Chariot Racing

The most popular sport in Rome was chariot racing. It was so popular that larger and larger stadiums had to be built. It is claimed that the Circus Maximus in Rome had room for more than 350,000 spectators.

Chariots were usually pulled by four horses but it could be by as few as two or as many as ten. Four rival groups (Romans called them factions) took part. These factions were known by the colours that their drivers wore (white, green, blue or red). The Romans would support these factions in the same way as people today support rival football teams.

This rivalry sometimes resulted in fights between spectators. On one occasion, Emperor Vitellius, who was a strong supporter of the Blues, had several spectators executed for shouting out rude comments about his team.

The race was made up of seven laps (8.4 kilometres) and usually lasted about fifteen minutes. Each lap was marked by the lowering of an egg from a platform. Each faction would provide one, two or three chariots for every race. If more than one from each faction was used, the drivers raced as a team rather than as individuals.

There were twelve starting-boxes and the drivers would draw lots to decide where they started from. The best draw was on the rails as it was the shortest way round. However, it was also the most dangerous because if the chariot hit the spina (a long thin island in the middle of the arena) the driver was in danger of being thrown out into the path of the other teams.

Horses had to be very brave to run so close to the walls of the spina and the most important horse was the one at the front on the left. The best horses were imported from Africa and Hispania. The lead-horse would be named on the racecard, and during the race the crowd would chant the name of this horse, the driver or the faction.

Tomb of a Roman official and his wife showing a chariot race (c. AD 130)
Tomb of a Roman official and his wife showing a chariot race (c. AD 130)

Before the race started the driver would wrap the reins around his waist and then hold them with his left hand. In his right hand he would carry his whip. The successful charioteer was not only able to persuade his horses to go fast but was also skilled at impeding his rivals. As the race neared its end the tactics became more violent. The charioteers would try to 'shipwreck' the leader by whipping their horses into the back of his chariot. Another tactic was to try and break your rival's axle by driving your chariot into his wheels. If he was 'shipwrecked', the charioteer had to quickly draw his dagger and cut the reins wound around him. If he failed to do this he would be dragged along the floor by the horses and was likely to be killed or seriously injured.

Charioteers were usually slaves or from poor backgrounds. However, if they were successful they could become very rich. One charioteer, recruited from North Africa, is reported to have received over a million and a half sesterces in fourteen years. A good charioteer would offer his services to the faction that paid the highest amount of money and often changed the team that he drove for.

All the stables had an apprenticeship scheme to train good drivers. They also employed talent-scouts who would search the Roman Empire looking for potential stars.

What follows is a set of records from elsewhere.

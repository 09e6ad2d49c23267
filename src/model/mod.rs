mod bookmark;
mod builder;
mod comment;
mod descriptor;
mod post;

pub use bookmark::{BookmarkPost, StickyThread, ThreadBookmarkInfo};
pub use builder::{PostBuilder, PostHash, PostImageBuilder, ThreadMeta};
pub use comment::{
    CommentSpan, FilterOutcome, PostComment, Quote, QuoteSpan, SpanKind, Style, StyleSpan,
};
pub use descriptor::{
    BoardDescriptor, CatalogDescriptor, ChanDescriptor, PostDescriptor, SiteDescriptor,
    ThreadDescriptor,
};
pub use post::{HttpIcon, Post, PostFlags, PostImage};
pub(crate) use post::PostParts;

Up to 24 races took place at each meeting. In between races, men on horses would give acrobatic displays. Wild animals - were paraded and sometimes they performed tricks such as allowing young boys to dance on their backs.

Primary Sources

(1) Juvenal, Satire XI (c. AD 125)

All Rome is in the Circus today. The roar that assails my eardrums means, I am pretty sure, that the Greens have won... The races are fine for young men: they can cheer their fancy and bet at long odds and sit with some smart little girl-friend. But I'd rather let my wrinkled old skin soak up this mild spring sunshine than sweat all day in a toga.

(2) Pliny the Younger, letter to a friend (c. AD 105)

The races are on, a spectacle which has not the slightest attraction for me. It lacks novelty and variety. If you have seen it once, then there is nothing left for you to see. So it amazes me that thousands and thousands of grown men should act like children, wanting to look at horses running and men standing on chariots over and over again. If it was the speed of the horses or the skill of the drivers that attracted them, there would be some sense in it - but in fact it is simply the colour. That is what they back and that is what fascinates them.

(3) Ovid, A Lover at the Races (c. 15 BC)

It's no thoroughbred horse I come to see.

The horse you favour is the horse for me...

You watch the horses while I'm watching you:

I wish us both a satisfying view.

(4) Virgil, Georgics I (c. 30 BC)

As when the chariots burst from the stalls and meet on the course, the driver, vainly seeking to hold back his team, is carried away by them and the chariot heeds not the reins.

(5) Procopius, letter to a friend (c. AD 450)

In every city the population has been divided for a long time past into factions... So there grows up in them against their fellow men a hostility... And even women join with them in this unholy strife... I, for my part, am unable to call this anything except a disease of the soul.


1. Which source in this unit helps to explain which horse in the chariot team was the most important?

2. Comment on the views expressed by Juvenal, Pliny the Younger, Procopius and Ovid on chariot racing. Do you think most Romans would have agreed with them?

3. What kind of sources would you need to look at if you wanted to find out about the popularity of chariot racing? Explain why you have chosen these sources.